Plans to construct a $4-billion crude oil processing plant in landlocked Uganda inched closer to implementation this spring after the government signed a project framework agreement with Albertine Graben Refinery Consortium for a 60,000 barrels-per-day refinery.
The government identified the consortium members as two firms from Mauritius -YAATRA Africa and Lionworks Group Ltd along with two others from Italy-Nuovo Pignone International SRL (formerly Nuovo Pignone S.p.A) and SAIPEM SPA (Italy).
YAATRA Africa LLC, an affiliate of Washington, D.C.-based YAATRA Ventures, is registered in Mauritius. This firm is focused on the development of infrastructure projects in sub-Saharan Africa, according to the company’s website.
Lionworks Group Ltd. is anchored by General Electric capital. Uganda is represented by Uganda Refinery Holding Co. Ltd,100% owned by government-owned Uganda National Oil Co.
Uganda says the April 10 agreement paves way for preparation of front end engineering and design, project capital and investment costs estimation and environmental and social impact assessment.
The refinery is expected to produce petrol, kerosene, heavy fuel oil and diesel. No project timelines have been made available.
Uganda’s estimated proven oil reserves exceed 6.5 billion barrels of oil, with 2.2 billion barrels recoverable in the oil fields of Hoima District. These reserves are being developed by China’s China National Offshore Oil Corp., France’s Total SA and UK’s Tullow Oil Plc.
The AGRC is the second attempt by Uganda to develop the project. Previous negotiations with a consortium led by Russia’s RT Global Resources LLC and South Korea’s SK Engineering & Construction Co. collapsed.
In Mozambique, a tender has been issued for a new oil refinery in the northern part of Nacala nearly 11 years after Texas-based Ayr Logistics Ltd won the rights to develop a crude processing plant in the same area. Mozambique’s national oil company Empresa Nacional de Hidrocarbonetos (ENH) could not confirm if the tender is for the same project that had initially promised to create a 1,000 permanent jobs.
“ENH intends to conduct a study to evaluate the feasibility of implementation of a refinery in Mozambique using liquid hydrocarbons from the Rovuma basin, the Mozambique basin and the international market,” said the company in its tender invite. Imports are to “make up and stabilize the production profile and profitability of the project,” said ENH.

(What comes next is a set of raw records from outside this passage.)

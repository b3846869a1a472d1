//! Recent message contents, kept so deletions can be logged.
//!
//! Discord's delete event only carries ids, so the content has to be captured
//! when the message is first seen. Oldest entries are evicted first.

use dashmap::DashMap;
use std::collections::VecDeque;
use std::sync::Mutex;

use crate::audit::Actor;

#[derive(Debug, Clone, PartialEq, Eq)]
pub struct MessageSnapshot {
    pub author: Actor,
    pub content: String,
}

pub struct MessageSnapshots {
    messages: DashMap<u64, MessageSnapshot>,
    order: Mutex<VecDeque<u64>>,
    capacity: usize,
}

impl MessageSnapshots {
    pub fn new(capacity: usize) -> Self {
        MessageSnapshots {
            messages: DashMap::new(),
            order: Mutex::new(VecDeque::new()),
            capacity,
        }
    }

    pub fn record(&self, message_id: u64, author: Actor, content: String) {
        if self.capacity == 0 {
            return;
        }

        let previous = self
            .messages
            .insert(message_id, MessageSnapshot { author, content });
        if previous.is_some() {
            return;
        }

        let mut order = self.order.lock().unwrap_or_else(|e| e.into_inner());
        order.push_back(message_id);
        while order.len() > self.capacity {
            if let Some(oldest) = order.pop_front() {
                self.messages.remove(&oldest);
            }
        }
    }

    /// Replaces the stored content and returns the snapshot as it was before.
    pub fn replace_content(&self, message_id: u64, content: String) -> Option<MessageSnapshot> {
        let mut entry = self.messages.get_mut(&message_id)?;
        let before = entry.clone();
        entry.content = content;
        Some(before)
    }

    /// Removes and returns the snapshot. The id stays in the eviction queue
    /// until it ages out, which only costs a no-op removal later.
    pub fn take(&self, message_id: u64) -> Option<MessageSnapshot> {
        self.messages.remove(&message_id).map(|(_, snapshot)| snapshot)
    }

    pub fn len(&self) -> usize {
        self.messages.len()
    }

    pub fn is_empty(&self) -> bool {
        self.messages.is_empty()
    }
}

#[cfg(test)]
mod tests {
    use super::*;

    fn gonzo() -> Actor {
        Actor::new(2, "gonzo")
    }

    #[test]
    fn test_record_and_take() {
        let snapshots = MessageSnapshots::new(10);
        snapshots.record(1, gonzo(), "hello".to_string());

        let snapshot = snapshots.take(1).unwrap();
        assert_eq!(snapshot.content, "hello");
        assert_eq!(snapshot.author, gonzo());
        assert!(snapshots.take(1).is_none());
    }

    #[test]
    fn test_replace_content_returns_previous() {
        let snapshots = MessageSnapshots::new(10);
        snapshots.record(1, gonzo(), "helo".to_string());

        let before = snapshots.replace_content(1, "hello".to_string()).unwrap();
        assert_eq!(before.content, "helo");
        assert_eq!(snapshots.take(1).unwrap().content, "hello");
        assert!(snapshots.replace_content(99, "x".to_string()).is_none());
    }

    #[test]
    fn test_oldest_entries_are_evicted() {
        let snapshots = MessageSnapshots::new(2);
        snapshots.record(1, gonzo(), "one".to_string());
        snapshots.record(2, gonzo(), "two".to_string());
        snapshots.record(3, gonzo(), "three".to_string());

        assert_eq!(snapshots.len(), 2);
        assert!(snapshots.take(1).is_none());
        assert!(snapshots.take(3).is_some());
    }

    #[test]
    fn test_zero_capacity_stores_nothing() {
        let snapshots = MessageSnapshots::new(0);
        snapshots.record(1, gonzo(), "one".to_string());
        assert!(snapshots.is_empty());
    }
}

Ayr Logistics, in partnership with South Africa’s contractor Group Five, was to construct a 300,000-bpd refinery in Nacala-a-Velha in Nampula province at a cost of $5 billion. The refinery that was slated for completion in 2015 was to rely in crude supplies from the Middle East in the initial operation stages.
A second refinery of 350,000 bpd that was to be developed in Mozambique’s Southern Maputo province by local incorporated company OilMoz stalled during the global economic crisis. The agreement to construct the estimated $8-billion crude processing plant over a period of four years was signed in April 2008.
OilMoz said the project that had 15000 jobs during construction and 2500 permanent staff when completed, was to be developed under a build-own-operate-transfer model. Oilmoz did not respond to inquiries on the current status of the project.